Let me explain something about this movie. It’s not enough to kidnap the wives of every jail guard and abuse them. No, you have to cut off their hands and send it to their men, letting them know that you’re coming to kill them, too. Beast, the leader of the women, rescues Tarzen (El Fantasma, who was an awesome luchador and whose son is Santos Escobar in WWE now and he has a gang too) and takes off for a cave concert black mass orgy.

It’s that kind of movie.

There are two annoying cops and a mob association that the punks have to deal with, but thanks to their makeup heavy bedazzled forces, blasting around on trikes and dune buggies and predating even The Road Warrior and the post-apocalyptic cinematic magic of Italy and the Philippines, you know that they’ll win eventually.
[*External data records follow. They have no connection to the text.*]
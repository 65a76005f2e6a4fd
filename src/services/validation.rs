//! Well-formedness checks for uploaded transcription files.

use std::borrow::Cow;

use encoding_rs::{Encoding, UTF_16BE, UTF_16LE, UTF_8};
use roxmltree::{Document, ParsingOptions};

/// Returns `true` when `bytes` is a well-formed XML document.
///
/// Only syntax is checked: no schema or DTD validation takes place, although
/// a DOCTYPE declaration is allowed since TEI transcriptions often carry one.
/// The text is decoded first, using the byte order mark or else the
/// `encoding` of the XML declaration (UTF-8 when neither is present).
pub fn validate_xml(bytes: &[u8]) -> bool {
    let Some(text) = decode(bytes) else {
        tracing::debug!("Rejected XML that does not match its encoding");
        return false;
    };

    let mut options = ParsingOptions::default();
    options.allow_dtd = true;

    match Document::parse_with_options(&text, options) {
        Ok(_) => true,
        Err(e) => {
            tracing::debug!(error = %e, "Rejected malformed XML");
            false
        }
    }
}

/// Decode the document in its own encoding, or `None` when the bytes do not
/// match that encoding.
fn decode(bytes: &[u8]) -> Option<Cow<'_, str>> {
    if let Some((encoding, bom_len)) = Encoding::for_bom(bytes) {
        return encoding.decode_without_bom_handling_and_without_replacement(&bytes[bom_len..]);
    }

    // UTF-16 without a BOM still starts with `<` as a 16-bit unit.
    let encoding = match bytes {
        [b'<', 0, ..] => UTF_16LE,
        [0, b'<', ..] => UTF_16BE,
        _ => match declared_encoding(bytes) {
            Some(label) => {
                let declared = Encoding::for_label(label)?;
                // An ASCII-readable declaration cannot be UTF-16.
                if declared == UTF_16LE || declared == UTF_16BE {
                    return None;
                }
                declared
            }
            None => UTF_8,
        },
    };
    encoding.decode_without_bom_handling_and_without_replacement(bytes)
}

/// The `encoding` pseudo-attribute of a leading `<?xml ...?>` declaration.
fn declared_encoding(bytes: &[u8]) -> Option<&[u8]> {
    let rest = bytes.strip_prefix(b"<?xml")?;
    let end = rest.windows(2).position(|w| w == b"?>")?;
    let decl = &rest[..end];

    let at = decl.windows(8).position(|w| w == b"encoding")?;
    let after = decl[at + 8..].trim_ascii_start().strip_prefix(b"=")?;
    let after = after.trim_ascii_start();
    let (&quote, value) = after.split_first()?;
    if quote != b'"' && quote != b'\'' {
        return None;
    }
    let close = value.iter().position(|&b| b == quote)?;
    Some(&value[..close])
}
pub mod chapters;
pub mod job;
pub mod project;
use garde::Validate;
use serde::Deserialize;

/// A validated, inclusive range of chapters to bake.
#[derive(Debug, Clone, Copy, PartialEq, Eq, Validate)]
pub struct ChapterRange {
    #[garde(range(min = 1))]
    pub start: u32,

    #[garde(range(min = 1))]
    pub stop: u32,
}

impl ChapterRange {
    /// Accept the range only if `1 <= start <= stop <= maximum_chapter`.
    pub fn checked(start: u32, stop: u32, maximum_chapter: u32) -> Option<Self> {
        let range = Self { start, stop };
        range.validate().ok()?;
        (range.start <= range.stop && range.stop <= maximum_chapter).then_some(range)
    }
}

/// Fields posted by the baking form. Either `range` with a start/stop pair
/// or `one` with a single chapter.
#[derive(Debug, Default, Deserialize)]
pub struct BakeForm {
    pub range: Option<String>,
    pub one: Option<String>,
    pub start_chapter: Option<String>,
    pub stop_chapter: Option<String>,
    pub chapter: Option<String>,
}

impl BakeForm {
    pub fn is_submission(&self) -> bool {
        self.range.as_deref().is_some_and(|v| !v.is_empty())
            || self.one.as_deref().is_some_and(|v| !v.is_empty())
    }

    /// Resolve the submitted chapters against the collation maximum.
    pub fn chapter_range(&self, maximum_chapter: u32) -> Option<ChapterRange> {
        let (start, stop) = if self.range.as_deref().is_some_and(|v| !v.is_empty()) {
            (
                parse_chapter(self.start_chapter.as_deref())?,
                parse_chapter(self.stop_chapter.as_deref())?,
            )
        } else {
            let chapter = parse_chapter(self.chapter.as_deref())?;
            (chapter, chapter)
        };
        ChapterRange::checked(start, stop, maximum_chapter)
    }
}

/// Chapters are plain decimal digits; signs, whitespace and words are rejected.
fn parse_chapter(raw: Option<&str>) -> Option<u32> {
    let raw = raw?;
    if raw.is_empty() || !raw.bytes().all(|b| b.is_ascii_digit()) {
        return None;
    }
    raw.parse().ok()
}

#[cfg(test)]
mod tests {
    use super::*;

    fn range_form(start: &str, stop: &str) -> BakeForm {
        BakeForm {
            range: Some("Bake".to_string()),
            start_chapter: Some(start.to_string()),
            stop_chapter: Some(stop.to_string()),
            ..Default::default()
        }
    }

    fn one_form(chapter: &str) -> BakeForm {
        BakeForm {
            one: Some("Bake".to_string()),
            chapter: Some(chapter.to_string()),
            ..Default::default()
        }
    }

    #[test]
    fn test_sensible_range() {
        assert_eq!(
            range_form("9", "10").chapter_range(20),
            Some(ChapterRange { start: 9, stop: 10 })
        );
    }

    #[test]
    fn test_backwards_range_rejected() {
        assert_eq!(range_form("10", "1").chapter_range(20), None);
    }

    #[test]
    fn test_non_numeric_rejected() {
        assert_eq!(range_form("aaa", "bbb").chapter_range(20), None);
        assert_eq!(one_form("aaa").chapter_range(20), None);
        assert_eq!(one_form("-3").chapter_range(20), None);
        assert_eq!(one_form("").chapter_range(20), None);
    }

    #[test]
    fn test_zero_rejected() {
        assert_eq!(ChapterRange::checked(0, 3, 20), None);
    }

    #[test]
    fn test_above_maximum_rejected() {
        assert_eq!(one_form("1000000").chapter_range(20), None);
        assert_eq!(one_form("21").chapter_range(20), None);
        assert!(one_form("20").chapter_range(20).is_some());
    }

    #[test]
    fn test_single_chapter_range() {
        let range = one_form("5").chapter_range(20).unwrap();
        assert_eq!(range, ChapterRange { start: 5, stop: 5 });
    }

    #[test]
    fn test_submission_detection() {
        assert!(!BakeForm::default().is_submission());
        assert!(one_form("1").is_submission());
    }
}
They made another one of these — La Venganza de Los Punks — that’s just as good. If you ask me, they could keep making them until the world stops rolling around the sun.

Let me translate the lyrics to the theme song for you and explain why you need to watch this movie right now.

“On the roads and cities too / stealing from anyone they always break the law.

On motorcycles with their girls they go / Looking for adventures.

They worship Satan.

Sex, drugs, violence  / they always look for action.

Sex, drugs, violence and a lot of rock & roll.”

Princesa Lea, who plays Beast, was born in Montreal and made her way to Mexico via Miami, soon becoming Majestad de las Vedettes, a queen of cabaret, where she did acrobatic dance and appeared nude in a giant champagne glass. She’s a Russ Meyer-esque dream who isn’t afraid to be the toughest woman you’ve ever witnessed. She also appears in The Infernal RapistMidnight Dolls and 1981’s El Macho Bionico, an erotic film that dares to mix up The Six Million Dollar Man and The Incredible Hulk.

The sequel to 1980’s Intrepidos Punks, this one ups the ante from the very first five minutes. After Tarzan (luchador El Fantasma, father to WWE star Santos Escobar) is freed from prison, he instantly gets revenge on the man who put him away, Marco (Juan Valentin) by interrupting the cop’s daughter’s quinceanera. His gang proceeds to rape and kill every single person there, leaving Marco alive so that he can be tormented by his loss.

Let me sum this up the best way I can: Tarzan and his gang look like the best Italian post-apocalyptic movie ever, if a Mexican wrestler led a gang that’s mostly made up of Japanese women wrestlers circa the Crush Girls era that had constant Satanic orgies. Tarzan even yells, “Long live death, cocaine, marijuana and alcohol!” at one point, sending me into ecstatic bliss.

Marco’s partner says that “We are all guilty. We are all accomplices. All of us!” Probably no one listened to the police chief when he claimed that the gang was only the tip of the iceberg at the end of  the last film. Now, Marco is getting kicked off the force, slowly eating soup and planning his horrible vengeance on the gang.

This movie quite literally comes from inside my brain. It’s the only place where luchadors can lead Satanist drug gangs against an ex-cop willing to take things so far that he pours acid on people, all whilst a surf punk band jams out and curvy dancers gyrate to their completely offbeat (and off beat) performance. Everybody has aluminum foil on their spikes or metallic hair or is naked or has a bad dye job or looks likes the random dudes you beat up in Final Fight. Throw in a black mass where a goat is beheaded and devoured and you have the feel good movie of 1987!

The only thing I don’t like about this movie is its ending, which Roberto Ewing explains away the entire movie as one bad dream. Fuck that. If you just stop the movie right before that, all will be much better with your world. I also want there to be more movies in this series and am willing to Kickstart anything that attempts to make this happen.